ACTION ITEM | Work out how many lines of the listing below hold the word "AuthProof", and give that number only.

RECORDS SUPPLIED |
■ ■ ■
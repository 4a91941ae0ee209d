//! The transaction envelope: framing, section access, and the bulletin ID.

use serde::de::DeserializeOwned;
use serde::Serialize;
use sha2::{Digest, Sha256};

use crate::auth::{AuthChallenge, AuthProof};
use crate::bulletin::Bulletin;
use crate::errors::ProtoError;
use crate::payment::StochasticPayment;

/// Length of the envelope header: four big-endian u32 section lengths.
pub const ENVELOPE_HEADER_LEN: usize = 16;

/// Length of a bulletin ID in bytes.
pub const BULLETIN_ID_LEN: usize = 64;

/// 64-byte bulletin content identifier.
pub type BulletinId = [u8; BULLETIN_ID_LEN];

const SECTION_PAYMENT: usize = 0;
const SECTION_BULLETIN: usize = 1;
const SECTION_AUTH_PROOF: usize = 2;
const SECTION_AUTH_CHALLENGE: usize = 3;

/// An owned, opaque transaction envelope.
///
/// Layout: `Header16 || SP || BUL || AP || AC`, where the header carries
/// the four section lengths as big-endian u32 values. The storage engine
/// treats the whole envelope as the persisted payload and only slices out
/// sections on demand.
#[derive(Debug, Clone, Default, PartialEq, Eq)]
pub struct TxEnvelope {
    bytes: Vec<u8>,
}

impl TxEnvelope {
    /// Wrap raw bytes without validation; call [`TxEnvelope::validate`]
    /// before trusting the contents.
    pub fn from_bytes(bytes: Vec<u8>) -> Self {
        Self { bytes }
    }

    /// Assemble an envelope from its four messages. Absent sections are
    /// encoded with length zero.
    pub fn assemble(
        payment: Option<&StochasticPayment>,
        bulletin: &Bulletin,
        auth_proof: Option<&AuthProof>,
        auth_challenge: Option<&AuthChallenge>,
    ) -> Result<Self, ProtoError> {
        let sp = encode_opt(payment)?;
        let bul = encode(bulletin)?;
        let ap = encode_opt(auth_proof)?;
        let ac = encode_opt(auth_challenge)?;

        let mut bytes =
            Vec::with_capacity(ENVELOPE_HEADER_LEN + sp.len() + bul.len() + ap.len() + ac.len());
        for section in [&sp, &bul, &ap, &ac] {
            bytes.extend_from_slice(&(section.len() as u32).to_be_bytes());
        }
        bytes.extend_from_slice(&sp);
        bytes.extend_from_slice(&bul);
        bytes.extend_from_slice(&ap);
        bytes.extend_from_slice(&ac);
        Ok(Self { bytes })
    }

    pub fn as_bytes(&self) -> &[u8] {
        &self.bytes
    }

    pub fn into_bytes(self) -> Vec<u8> {
        self.bytes
    }

    pub fn len(&self) -> usize {
        self.bytes.len()
    }

    pub fn is_empty(&self) -> bool {
        self.bytes.is_empty()
    }

    fn section_len(&self, idx: usize) -> Result<usize, ProtoError> {
        if self.bytes.len() < ENVELOPE_HEADER_LEN {
            return Err(ProtoError::InvalidTxBytes);
        }
        let off = idx * 4;
        Ok(be_u32(&self.bytes[off..off + 4]) as usize)
    }

    /// Slice out one section; empty slice when the section is absent.
    fn section(&self, idx: usize) -> Result<&[u8], ProtoError> {
        let mut start = ENVELOPE_HEADER_LEN;
        for prior in 0..idx {
            start += self.section_len(prior)?;
        }
        let len = self.section_len(idx)?;
        let end = start
            .checked_add(len)
            .ok_or(ProtoError::InvalidTxBytes)?;
        if self.bytes.len() < end {
            return Err(ProtoError::InvalidTxBytes);
        }
        Ok(&self.bytes[start..end])
    }

    pub fn payment_bytes(&self) -> Result<&[u8], ProtoError> {
        self.section(SECTION_PAYMENT)
    }

    pub fn bulletin_bytes(&self) -> Result<&[u8], ProtoError> {
        self.section(SECTION_BULLETIN)
    }

    pub fn auth_proof_bytes(&self) -> Result<&[u8], ProtoError> {
        self.section(SECTION_AUTH_PROOF)
    }

    pub fn auth_challenge_bytes(&self) -> Result<&[u8], ProtoError> {
        self.section(SECTION_AUTH_CHALLENGE)
    }

    pub fn payment(&self) -> Result<Option<StochasticPayment>, ProtoError> {
        decode_opt(self.payment_bytes()?)
    }

    /// Decode the bulletin section. An envelope without a bulletin is not
    /// a meaningful transaction, so absence is an error here.
    pub fn bulletin(&self) -> Result<Bulletin, ProtoError> {
        let bz = self.bulletin_bytes()?;
        if bz.is_empty() {
            return Err(ProtoError::InvalidBulletinFields);
        }
        bincode::deserialize(bz).map_err(|e| ProtoError::Decode(e.to_string()))
    }

    pub fn auth_proof(&self) -> Result<Option<AuthProof>, ProtoError> {
        decode_opt(self.auth_proof_bytes()?)
    }

    pub fn auth_challenge(&self) -> Result<Option<AuthChallenge>, ProtoError> {
        decode_opt(self.auth_challenge_bytes()?)
    }

    /// Stateless validation: framing bounds, then payment fields when the
    /// section is present, then bulletin fields.
    pub fn validate(&self) -> Result<(), ProtoError> {
        if self.bytes.len() <= ENVELOPE_HEADER_LEN {
            return Err(ProtoError::InvalidTxBytes);
        }
        // Checking the last section's bounds walks every length.
        self.section(SECTION_AUTH_CHALLENGE)?;

        if let Some(payment) = self
            .payment()
            .map_err(|_| ProtoError::InvalidTxBytes)?
        {
            payment.validate()?;
        }

        let bulletin = match self.bulletin() {
            Ok(b) => b,
            Err(ProtoError::InvalidBulletinFields) => {
                return Err(ProtoError::InvalidBulletinFields)
            }
            Err(_) => return Err(ProtoError::InvalidTxBytes),
        };
        bulletin.validate()
    }

    /// Derive the 64-byte bulletin ID.
    ///
    /// First half: SHA-256 over the first two bytes of the bulletin
    /// section and the first two bytes of the auth-proof section (each
    /// contributing only when longer than two bytes). Second half:
    /// SHA-256 over the whole auth-challenge section, hashing the empty
    /// input when it is absent.
    pub fn bulletin_id(&self) -> Result<BulletinId, ProtoError> {
        let mut id = [0u8; BULLETIN_ID_LEN];

        let mut hasher = Sha256::new();
        let bul = self.bulletin_bytes()?;
        if bul.len() > 2 {
            hasher.update(&bul[..2]);
        }
        let ap = self.auth_proof_bytes()?;
        if ap.len() > 2 {
            hasher.update(&ap[..2]);
        }
        id[..32].copy_from_slice(&hasher.finalize());

        let mut hasher = Sha256::new();
        let ac = self.auth_challenge_bytes()?;
        if !ac.is_empty() {
            hasher.update(ac);
        }
        id[32..].copy_from_slice(&hasher.finalize());

        Ok(id)
    }
}

fn be_u32(b: &[u8]) -> u32 {
    let mut buf = [0u8; 4];
    buf.copy_from_slice(&b[..4]);
    u32::from_be_bytes(buf)
}

fn encode<T: Serialize>(msg: &T) -> Result<Vec<u8>, ProtoError> {
    bincode::serialize(msg).map_err(|e| ProtoError::Encode(e.to_string()))
}

fn encode_opt<T: Serialize>(msg: Option<&T>) -> Result<Vec<u8>, ProtoError> {
    match msg {
        Some(m) => encode(m),
        None => Ok(Vec::new()),
    }
}

fn decode_opt<T: DeserializeOwned>(bz: &[u8]) -> Result<Option<T>, ProtoError> {
    if bz.is_empty() {
        return Ok(None);
    }
    bincode::deserialize(bz)
        .map(Some)
        .map_err(|e| ProtoError::Decode(e.to_string()))
}

#[cfg(test)]
mod tests {
    use super::*;
    use crate::bulletin::BulletinType;
    use crate::payment::SIGNATURE_LEN;

    fn sample_bulletin() -> Bulletin {
        Bulletin {
            bulletin_type: BulletinType::Blog,
            topic: vec![0x12],
            timestamp: 1_700_000_000,
            duration: 1_700_003_600,
            old_sn: Vec::new(),
            from: [0x06; 20],
            content_type: "text/plain".to_string(),
            content_list: vec![vec![1, 2]],
            censored_start: 0,
            censored_end: 0,
        }
    }

    fn sample_payment() -> StochasticPayment {
        StochasticPayment {
            validator_pubkey_hash_root: vec![0x11; 32],
            due_time: 1_700_000_000,
            probability: 7,
            payee: Vec::new(),
            amount_to_payee: vec![0x01],
            amount_to_validator: vec![0x02],
            nonces: Vec::new(),
            signature: vec![0x33; SIGNATURE_LEN],
        }
    }

    #[test]
    fn test_assemble_round_trip() {
        let bulletin = sample_bulletin();
        let payment = sample_payment();
        let proof = AuthProof::default();

        let envelope =
            TxEnvelope::assemble(Some(&payment), &bulletin, Some(&proof), None).unwrap();

        assert_eq!(envelope.bulletin().unwrap(), bulletin);
        assert_eq!(envelope.payment().unwrap(), Some(payment));
        assert_eq!(envelope.auth_proof().unwrap(), Some(proof));
        assert_eq!(envelope.auth_challenge().unwrap(), None);
        assert!(envelope.auth_challenge_bytes().unwrap().is_empty());
    }

    #[test]
    fn test_validate_ok_without_payment() {
        let envelope = TxEnvelope::assemble(None, &sample_bulletin(), None, None).unwrap();
        assert!(envelope.validate().is_ok());
    }

    #[test]
    fn test_validate_rejects_short_buffer() {
        let envelope = TxEnvelope::from_bytes(vec![0u8; ENVELOPE_HEADER_LEN]);
        assert_eq!(envelope.validate(), Err(ProtoError::InvalidTxBytes));
    }

    #[test]
    fn test_validate_rejects_truncated_section() {
        let bulletin = sample_bulletin();
        let envelope = TxEnvelope::assemble(None, &bulletin, None, None).unwrap();
        let mut bytes = envelope.into_bytes();
        bytes.truncate(bytes.len() - 1);
        let truncated = TxEnvelope::from_bytes(bytes);
        assert_eq!(truncated.validate(), Err(ProtoError::InvalidTxBytes));
    }

    #[test]
    fn test_validate_rejects_bad_payment() {
        let mut payment = sample_payment();
        payment.signature.truncate(10);
        let envelope =
            TxEnvelope::assemble(Some(&payment), &sample_bulletin(), None, None).unwrap();
        assert_eq!(
            envelope.validate(),
            Err(ProtoError::InvalidStochasticPaymentFields)
        );
    }

    #[test]
    fn test_validate_rejects_bad_bulletin() {
        let mut bulletin = sample_bulletin();
        bulletin.topic.clear();
        let envelope = TxEnvelope::assemble(None, &bulletin, None, None).unwrap();
        assert_eq!(envelope.validate(), Err(ProtoError::InvalidBulletinFields));
    }

    #[test]
    fn test_bulletin_id_deterministic() {
        let bulletin = sample_bulletin();
        let a = TxEnvelope::assemble(None, &bulletin, None, None).unwrap();
        let b = TxEnvelope::assemble(None, &bulletin, None, None).unwrap();
        assert_eq!(a.bulletin_id().unwrap(), b.bulletin_id().unwrap());
    }

    #[test]
    fn test_bulletin_id_depends_on_challenge() {
        let bulletin = sample_bulletin();
        let without = TxEnvelope::assemble(None, &bulletin, None, None).unwrap();
        let challenge = AuthChallenge::default();
        let with =
            TxEnvelope::assemble(None, &bulletin, None, Some(&challenge)).unwrap();

        let id_without = without.bulletin_id().unwrap();
        let id_with = with.bulletin_id().unwrap();
        assert_eq!(id_without[..32], id_with[..32]);
        assert_ne!(id_without[32..], id_with[32..]);
    }
}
■ ■ ■
ANSWER | 4